Moderation?
“Moderation in all things,” an old proverb, encourages us to avoid the extreme. Oscar Wilde conjoined the phase with, “Everything in moderation, including moderation.” In Plato’s Republic, temperance — moderation — ranked there with wisdom, courage and justice. All call for moderation.
Moderation might be good advice but it is advice seldom activated in nearly everybody. In his 1964 speech at the Republican Convention, Senator Barry Goldwater emoted, “Extremism in defense of liberty is no vice. Moderation in pursuit of justice is no virtue.” He received lots of push back on that one. But isn’t he right?
We really do not practice moderation. If you and your spouse when courting, looked for moderation you might have said she/he “is OK.” Nothing special, much like most. We will marry and it will be “OK.” During the vows when the words, “sickness and health” came up the response might in moderation been, “How sick? Not too sick, I suppose.”
Moderation vanishes when emotion, coupled with low intelligence, takes over. In 2003, Morgan Spurlock ate three meals a day for 30 days at McDonalds. It should have been obvious that nothing good would come of that … and it didn’t.

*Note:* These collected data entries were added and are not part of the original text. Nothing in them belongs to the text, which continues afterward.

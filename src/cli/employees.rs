use colored::Colorize;
use comfy_table::{presets::UTF8_FULL_CONDENSED, Table};

use crate::db::{add_employee, get_connection, list_employees};
use crate::error::Result;
use crate::fmt::money;
use crate::settings::get_data_dir;

pub fn add(emp_code: &str, name: &str, rate: f64, overtime_rate: Option<f64>) -> Result<()> {
    let conn = get_connection(&get_data_dir().join("margen.db"))?;
    let overtime = overtime_rate.unwrap_or(rate * 1.5);
    add_employee(&conn, emp_code, name, rate, overtime)?;
    println!(
        "Added employee {} ({}, {}/h)",
        name.bold(),
        emp_code,
        money(rate)
    );
    Ok(())
}

pub fn list() -> Result<()> {
    let conn = get_connection(&get_data_dir().join("margen.db"))?;
    let employees = list_employees(&conn)?;
    if employees.is_empty() {
        println!("No employees yet. Add one with `margen employees add`.");
        return Ok(());
    }

    let mut table = Table::new();
    table.load_preset(UTF8_FULL_CONDENSED);
    table.set_header(["Id", "Name", "Hourly", "Overtime", "Active"]);
    for e in &employees {
        table.add_row([
            e.emp_code.clone(),
            e.name.clone(),
            money(e.hourly_rate),
            money(e.overtime_rate),
            if e.active { "yes".into() } else { "no".into() },
        ]);
    }
    println!("{table}");
    Ok(())
}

Now of course, should one propose moderation on some issues, the masses would condemn you for being racist or whatever the current insult is. For this, people have lost their jobs and others assaulted.
The Brookings Institute documented that to get an education, get a job, get married and have children in that order would keep one out of poverty. Following this sequence calls for discipline and moderation — no skipping steps.
Living a life from bassinet to burial in constant moderation, while boring, is also impossible. Life happens. Much of what we consider success does not evolve from moderation. Thomas Edison tried 1,000 elements before he found the right one for his light bulb. Not very moderate, that! We just witnessed two men elevated off Pad 39 in a rocket to join with the space station. Sitting on top of an explosion, to be shot into space, is not a moderate act.
People on both sides of the barricades do not display moderation. The protestors for various reasons mass in cities across the world to express their passions. Police staunchly attempt to contain them, knowing they are likely to be injured. Nothing moderate in that. Protesting unprotected by social distancing and masks reveals an inability to evaluate today’s actions and the future’s results. The smart folks can do this; the not so smart don’t and here we are. Mark Steyn repurposed the Mr. Kornbluth’s title Marching Morons to describe the not so smart massing in the streets.
One stands in awe of Michelangelo’s fresco in the Sistine Chapel. He spent four years lying on his back with sweat dripping into his eyes and plaster on his head to create this wonder — passion trumps moderation. The first responder jumping into a frozen river to rescue someone is not a moderate act but of one of passion to duty.
In politics we laud the moderates and grieve they exist no more. They never did. How can one hold a moderate position on capital punishment or abortion or the First Amendment? They are either-or propositions, with no middle ground?
Today we find people on one side trashing their political opponents and even calling for their death. We have the media taking sides positing every story praising one side and condemning the other even when knowing they violate their oath of objectivity, knowing they lose creditability. This leaves a vacuum which immoderate opinions rush to fill.
We owe lives in the United States to our immoderate founders. They risked their lives to break away from King George III, fighting the world’s most powerful military with rough settlers and their long guns. That spirit of immoderation laid the foundation for our prosperity and safety.
The passion of Winston Churchill’s defense of Britain and the West kept us from succumbing to Hitler’s Nazis’. Lots of English moderates urged him to strike a deal with Hitler to avoid an invasion. France’s moderates urged their politicians to surrender to save Paris and then spent years under the Nazi boot.
“Extremism in defense of liberty is no vice. Moderation in pursuit of justice is no virtue.” Life is made up of passions pursued and immoderate acts that give life its value, spice and satisfaction. Immoderates in our history bequeathed us the right to be passionate today to defend our liberty against those in their passion who attempt to intimidate us grasping for power.
Frank Leister grew up in Charlotte, attended Georgia Tech, and worked 34 years for IBM. He advised school districts on technology implementation until moving to Charleston, where he is a docent for the Edmonston-Alston House and active in the Coast Guard Auxiliary.